There are two third-year level courses in Environmental Science. ENV 301 is normally taught in the first semester and ENV 302 in the second semester. Credit may be obtained in each course separately and, in addition, an aggregate mark of at least 50% will be deemed to be equivalent to a two-credit course ENV 3, provided that a candidate obtains the required sub-minimum in each component. No supplementary examinations will be offered for either course. Practical reports,essays, seminars and class tests collectively comprise the class mark, which forms part of the final mark. Students will be required to plan, execute and write up a mini-research project starting in the first term and spanning the whole academic year. 

Credit in Environmental Science 2 (ENV 202 and ENV 202) is required before a student may register for ENV 301 or ENV 302.Concurrent registration is not allowed for second-year and third-year courses in Environmental Science. In addition, candidates must have satisfied the prerequisites for ENV 201 and ENV 202.

ENV 301 (Environmental management concepts and methods)

This course consists of theory and practical components.  The course focuses on environmental management in practice.  The aim is to develop applied professional skills, coupled with rigorous analysis, to promote effective environmental management.  The emphasis is on methodologies and conceptual frameworks to evaluate, understand and study environmental and resource use patterns. Critical analysis and consideration of counter-viewpoints are central.  This will be done at the global, regional and national level, whilst also drawing on local case studies.  

ENV 302 (Environmental monitoring and monitoring systems)

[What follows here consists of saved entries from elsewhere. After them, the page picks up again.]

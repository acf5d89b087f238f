//! `toolwarden hook` — validate one tool call.
//!
//! Reads the hook event JSON from stdin and answers through the exit code:
//! `0` lets the call proceed (a warning is printed to stderr), `2` blocks it
//! with the reason on stderr. Anything that stops a verdict from being
//! reached (deadline, cancellation, unreadable config) blocks.

use std::process::ExitCode;
use std::time::Duration;

use anyhow::Context as _;
use tokio::io::AsyncReadExt;
use toolwarden_core::{CallContext, Decision, EventContext, Verdict};
use tracing::{debug, warn};

use super::Env;

pub const DEFAULT_TIMEOUT_MS: u64 = 10_000;

/// Exit code that tells the agent to block the tool call.
const BLOCK_EXIT_CODE: u8 = 2;

pub async fn run(env: &Env, timeout_ms: u64) -> anyhow::Result<ExitCode> {
    let mut input = String::new();
    tokio::io::stdin()
        .read_to_string(&mut input)
        .await
        .context("failed to read hook event from stdin")?;
    let event = parse_event(&input)?;

    let cx = CallContext::with_timeout(Duration::from_millis(timeout_ms));
    let build = match env.build(&cx).await {
        Ok(build) => build,
        Err(e) => return Ok(block(&format!("toolwarden: configuration error: {e}"))),
    };
    for error in &build.errors {
        warn!(error = %error, "Skipping component that failed to build");
    }

    let outcome = build.dispatcher.dispatch(&cx, &event).await;
    build.dispatcher.close().await;

    match outcome {
        Ok(verdict) => Ok(report(&verdict)),
        Err(e) => Ok(block(&format!("toolwarden: validation did not complete: {e}"))),
    }
}

fn parse_event(input: &str) -> anyhow::Result<EventContext> {
    let event: EventContext =
        serde_json::from_str(input).context("stdin is not a valid hook event")?;
    debug!(
        event_type = %event.event_type,
        tool = %event.tool_type,
        "Hook event received"
    );
    Ok(event)
}

fn report(verdict: &Verdict) -> ExitCode {
    match verdict.decision {
        Decision::Allow => ExitCode::SUCCESS,
        Decision::Warn => {
            eprintln!("{}", describe(verdict));
            ExitCode::SUCCESS
        }
        Decision::Block => block(&describe(verdict)),
    }
}

fn block(message: &str) -> ExitCode {
    eprintln!("{message}");
    ExitCode::from(BLOCK_EXIT_CODE)
}

fn describe(verdict: &Verdict) -> String {
    let result = &verdict.result;
    let mut text = verdict.message().to_string();
    if let Some(hint) = &result.fix_hint {
        text.push_str(&format!("\nFix: {hint}"));
    }
    if let Some(reference) = &result.reference {
        text.push_str(&format!("\nReference: {reference}"));
    }
    text
}

#[cfg(test)]
mod tests {
    use super::*;
    use toolwarden_core::{ToolType, ValidationResult, aggregate};

    #[test]
    fn parses_hook_payload() {
        let event = parse_event(
            r#"{"hook_event_name":"PreToolUse","tool_name":"Bash","tool_input":{"command":"ls"}}"#,
        )
        .unwrap();
        assert_eq!(event.tool_type, ToolType::Bash);
        assert_eq!(event.command(), Some("ls"));
    }

    #[test]
    fn rejects_garbage() {
        assert!(parse_event("not json").is_err());
    }

    #[test]
    fn describe_includes_hint_and_reference() {
        let verdict = aggregate([(
            "x".to_string(),
            ValidationResult::block("No")
                .with_fix_hint("Ask first")
                .with_reference("DOC-1"),
        )]);
        assert_eq!(describe(&verdict), "No\nFix: Ask first\nReference: DOC-1");
    }
}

This course builds on the foundations of the second year course in terms of systems thinking, transdisciplinarity and the scientific analysis of environmental problems.  The focus is on the design and implementation of environmental monitoring systems appropriate at different spatial and temporal scales integrating across the biological, social and economic components of an environmental system.  Examples will include industrial, terrestrial and aquatic systems. A key component deals with collection and analysis of environmental data, which is the core of any environmental monitoring system.